The Wrong Crowd is an exciting company who celebrates the imagination, working with puppetry and design to transport the audience into the world of the North. The storytellers are campers who tell the tale around the campfire, and suddenly it evolves before their eyes. Their objects become props for Lemminkäinen’s journey: tents become mountaintops, bags barking dogs, and items of clothing body parts in Death’s River. Their use of objects and puppetry is fascinating, and Rachael Canning’s puppet designs are charming and effective in their simplicity and performance. Dove’s score is equally engaging and charismatic and gently supports the narrative without too many detours. The piece is an ensemble performance with everyone supporting the narrative – something essential when dealing with young audience members. It’s equally sweet and engaging for adults in its foreign strangeness as we embark on the dark creatures and trials of the North.
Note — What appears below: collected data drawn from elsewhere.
//! Locating template files and naming their modules

use std::path::{Component, Path, PathBuf};

use tracing::debug;
use walkdir::WalkDir;

use crate::config::ExpandConfig;

/// A template file found under the library root
#[derive(Debug, Clone, PartialEq, Eq)]
pub struct TemplateFile {
    /// Location on disk
    pub path: PathBuf,
    /// Fully qualified module name derived from the relative path
    pub module_name: String,
}

/// Recursively scan `root` for template files, following symlinks.
///
/// The returned list is sorted by path so that runs are deterministic.
pub fn discover(root: &Path, config: &ExpandConfig) -> Result<Vec<TemplateFile>, walkdir::Error> {
    let mut files = Vec::new();
    for entry in WalkDir::new(root).follow_links(true) {
        let entry = entry?;
        if !entry.file_type().is_file() || !config.is_template_path(entry.path()) {
            continue;
        }

        let path = entry.path();
        let relative = path.strip_prefix(root).unwrap_or(path);
        let module_name = module_name_from_path(relative);
        debug!(path = %path.display(), module = %module_name, "discovered template");

        files.push(TemplateFile {
            path: path.to_path_buf(),
            module_name,
        });
    }
    files.sort_by(|a, b| a.path.cmp(&b.path));
    Ok(files)
}

/// Compute the fully qualified name of a module from the path of its file,
/// relative to the library root. Only the final extension is stripped.
pub fn module_name_from_path(relative: &Path) -> String {
    relative
        .with_extension("")
        .components()
        .filter_map(|c| match c {
            Component::Normal(part) => Some(part.to_string_lossy().into_owned()),
            _ => None,
        })
        .collect::<Vec<_>>()
        .join(".")
}

/// Path of the file holding a module, relative to `root`
pub fn module_path(root: &Path, module_name: &str, extension: &str) -> PathBuf {
    let mut path = root.to_path_buf();
    for component in module_name.split('.') {
        path.push(component);
    }
    path.set_extension(extension);
    path
}
//! Template system for parameterized library modules
//!
//! A template is a library file with a `/*template ... */` block describing
//! its parameters, the templated modules it imports and the instantiations to
//! generate. This module finds template files, parses them into a
//! [`TemplateRegistry`], and resolves imports against declared instantiations.
//!
//! # Example
//!
//! ```text
//! /*template
//! {
//!   "params": ["T"],
//!   "imports": [{ "module": "lib.Bar", "args": ["T"] }],
//!   "instantiations": [{ "name": "gen.FooBaz", "args": ["lib.Baz"] }]
//! }
//! */
//! class Foo extends T::Node { }
//! ```

mod discovery;
mod parser;
mod registry;
mod resolver;

pub use discovery::{discover, module_name_from_path, module_path, TemplateFile};
pub use parser::parse_template;
pub use registry::{
    ImportDecl, Instantiation, Template, TemplateDef, TemplateError, TemplateRegistry,
};
pub use resolver::{expand_template_params, find_instantiation, resolve_import, ResolutionContext};
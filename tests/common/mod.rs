//! Shared fixtures for integration tests

#![allow(dead_code)]

use std::fs;
use std::path::Path;

use tempfile::TempDir;

/// `Foo<T>` imports `Bar<T>` and a plain module
pub const FOO: &str = r#"/*template
{
  "params": ["T"],
  "imports": [
    { "access": "private", "module": "lib.Bar", "args": ["T"] },
    { "module": "lib.Common", "args": [] }
  ],
  "instantiations": [
    { "name": "gen.FooBaz", "args": ["lib.Baz"] }
  ]
}
*/

/** A node wrapper over `T`. */
class Foo extends T::Node {
  Foo() { Bar::step(this) }
}
"#;

/// `Bar<U>` imports `Qux<U>`
pub const BAR: &str = r#"/*template
{
  "params": ["U"],
  "imports": [{ "module": "lib.Qux", "args": ["U"] }],
  "instantiations": [{ "name": "gen.BarBaz", "args": ["lib.Baz"] }]
}
*/
module Bar {}
"#;

/// `Qux<V>` has no imports
pub const QUX: &str = r#"/*template
{
  "params": ["V"],
  "imports": [],
  "instantiations": [{ "name": "gen.QuxBaz", "args": ["lib.Baz"] }]
}
*/
module Qux {}
"#;

/// A template file without metadata
pub const COMMON: &str = "module Common {}\n";

/// Write `files` (relative path, contents) under `root`
pub fn write_tree(root: &Path, files: &[(&str, &str)]) {
    for (relative, contents) in files {
        let path = root.join(relative);
        if let Some(parent) = path.parent() {
            fs::create_dir_all(parent).unwrap();
        }
        fs::write(path, contents).unwrap();
    }
}

/// A temporary library with the Foo -> Bar -> Qux chain
pub fn chained_library() -> TempDir {
    let dir = tempfile::tempdir().unwrap();
    write_tree(
        dir.path(),
        &[
            ("lib/Foo.qllt", FOO),
            ("lib/Bar.qllt", BAR),
            ("lib/Qux.qllt", QUX),
            ("lib/Common.qllt", COMMON),
        ],
    );
    dir
}
//! qllt-expand - expands parameterized library templates into generated modules
//!
//! Template files (`*.qllt`) carry a JSON metadata block naming their
//! parameters, the templated modules they import and the instantiations to
//! produce. Each instantiation becomes a generated library file (`*.qll`)
//! that binds the parameters, imports the matching instantiations of other
//! templates and repeats the template body.
//!
//! # Example
//!
//! ```no_run
//! use std::path::Path;
//!
//! let report = qllt_expand::expand(Path::new("ql/lib")).unwrap();
//! println!("{} files written", report.written.len());
//! ```

pub mod config;
pub mod error;
pub mod generate;
pub mod template;

pub use config::{ConfigError, ExpandConfig};
pub use error::ParseError;
pub use generate::{GeneratedFile, OutputStatus, WriteOutcome};
pub use template::{Template, TemplateError, TemplateRegistry};

use std::path::{Path, PathBuf};

use thiserror::Error;
use tracing::{debug, info};

/// Errors that can occur during an expansion run
#[derive(Debug, Error)]
pub enum ExpandError {
    /// Error in a template's metadata block
    #[error(transparent)]
    Parse(#[from] ParseError),

    /// Error registering or resolving templates
    #[error(transparent)]
    Template(#[from] TemplateError),

    /// Error loading configuration
    #[error("config error: {0}")]
    Config(#[from] ConfigError),

    /// Error walking the template tree
    #[error("failed to scan templates: {0}")]
    Walk(#[from] walkdir::Error),

    /// Error reading a template or writing an output
    #[error("{}: {source}", .path.display())]
    Io {
        path: PathBuf,
        #[source]
        source: std::io::Error,
    },
}

impl ExpandError {
    fn io(path: &Path, source: std::io::Error) -> Self {
        Self::Io {
            path: path.to_path_buf(),
            source,
        }
    }
}

/// Summary of an expansion run
#[derive(Debug, Default)]
pub struct ExpandReport {
    /// Number of template files found
    pub templates: usize,
    /// Outputs whose contents changed
    pub written: Vec<PathBuf>,
    /// Outputs that already held the rendered contents
    pub unchanged: Vec<PathBuf>,
}

/// Summary of a check run
#[derive(Debug, Default)]
pub struct CheckReport {
    pub up_to_date: Vec<PathBuf>,
    pub stale: Vec<PathBuf>,
    pub missing: Vec<PathBuf>,
}

impl CheckReport {
    /// True when every output matches its template
    pub fn is_clean(&self) -> bool {
        self.stale.is_empty() && self.missing.is_empty()
    }
}

/// Discover and parse every template under `root` into a registry
pub fn load_registry(root: &Path, config: &ExpandConfig) -> Result<TemplateRegistry, ExpandError> {
    let mut registry = TemplateRegistry::new();
    for file in template::discover(root, config)? {
        let source =
            std::fs::read_to_string(&file.path).map_err(|e| ExpandError::io(&file.path, e))?;
        let parsed = template::parse_template(&source, &file.module_name, &file.path, config)?;
        debug!(
            module = %parsed.name,
            instantiable = parsed.is_instantiable(),
            "parsed template"
        );
        registry.register(parsed)?;
    }
    Ok(registry)
}

/// Expand all templates under `root` with the default configuration
pub fn expand(root: &Path) -> Result<ExpandReport, ExpandError> {
    expand_with_config(root, &ExpandConfig::default())
}

/// Expand all templates under `root`.
///
/// Every output is rendered before the first one is written, so an
/// unresolved import leaves the tree untouched.
pub fn expand_with_config(root: &Path, config: &ExpandConfig) -> Result<ExpandReport, ExpandError> {
    let registry = load_registry(root, config)?;
    let files = generate::plan(&registry, root, config)?;

    let mut report = ExpandReport {
        templates: registry.len(),
        ..ExpandReport::default()
    };
    for file in files {
        match generate::write_file(&file).map_err(|e| ExpandError::io(&file.path, e))? {
            WriteOutcome::Written => {
                info!(path = %file.path.display(), template = %file.template, "generated");
                report.written.push(file.path);
            }
            WriteOutcome::Unchanged => {
                debug!(path = %file.path.display(), "unchanged");
                report.unchanged.push(file.path);
            }
        }
    }

    info!(
        templates = report.templates,
        written = report.written.len(),
        unchanged = report.unchanged.len(),
        "expansion complete"
    );
    Ok(report)
}

/// Check generated files under `root` with the default configuration
pub fn check(root: &Path) -> Result<CheckReport, ExpandError> {
    check_with_config(root, &ExpandConfig::default())
}

/// Render every instantiation and compare it with the file on disk,
/// without writing anything
pub fn check_with_config(root: &Path, config: &ExpandConfig) -> Result<CheckReport, ExpandError> {
    let registry = load_registry(root, config)?;
    let mut report = CheckReport::default();
    for file in generate::plan(&registry, root, config)? {
        match generate::output_status(&file).map_err(|e| ExpandError::io(&file.path, e))? {
            OutputStatus::UpToDate => report.up_to_date.push(file.path),
            OutputStatus::Stale => report.stale.push(file.path),
            OutputStatus::Missing => report.missing.push(file.path),
        }
    }
    info!(
        up_to_date = report.up_to_date.len(),
        stale = report.stale.len(),
        missing = report.missing.len(),
        "check complete"
    );
    Ok(report)
}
Adrian Dwyer’s Lemminkäinen enchants his encounters with his voice and engages us on his journey. The soundscape for the creatures he encounters are brilliantly created by the company, and Suzanne Shakespeare’s vocal as the Swan is just stunning. Swanhunter is a charming little piece with lots of action and visual life, though the ending is strangely abrupt. After all of Lemminkäinen’s troubles and encounters it seems odd to finish off the piece in such a jolt. That said, Hannah Mulder’s direction is clear and though it’s a short, simple journey, the visual life of Swanhunter takes us to the world of music where we celebrate the sung word and the wonders of storytelling. A sweet little introduction to opera.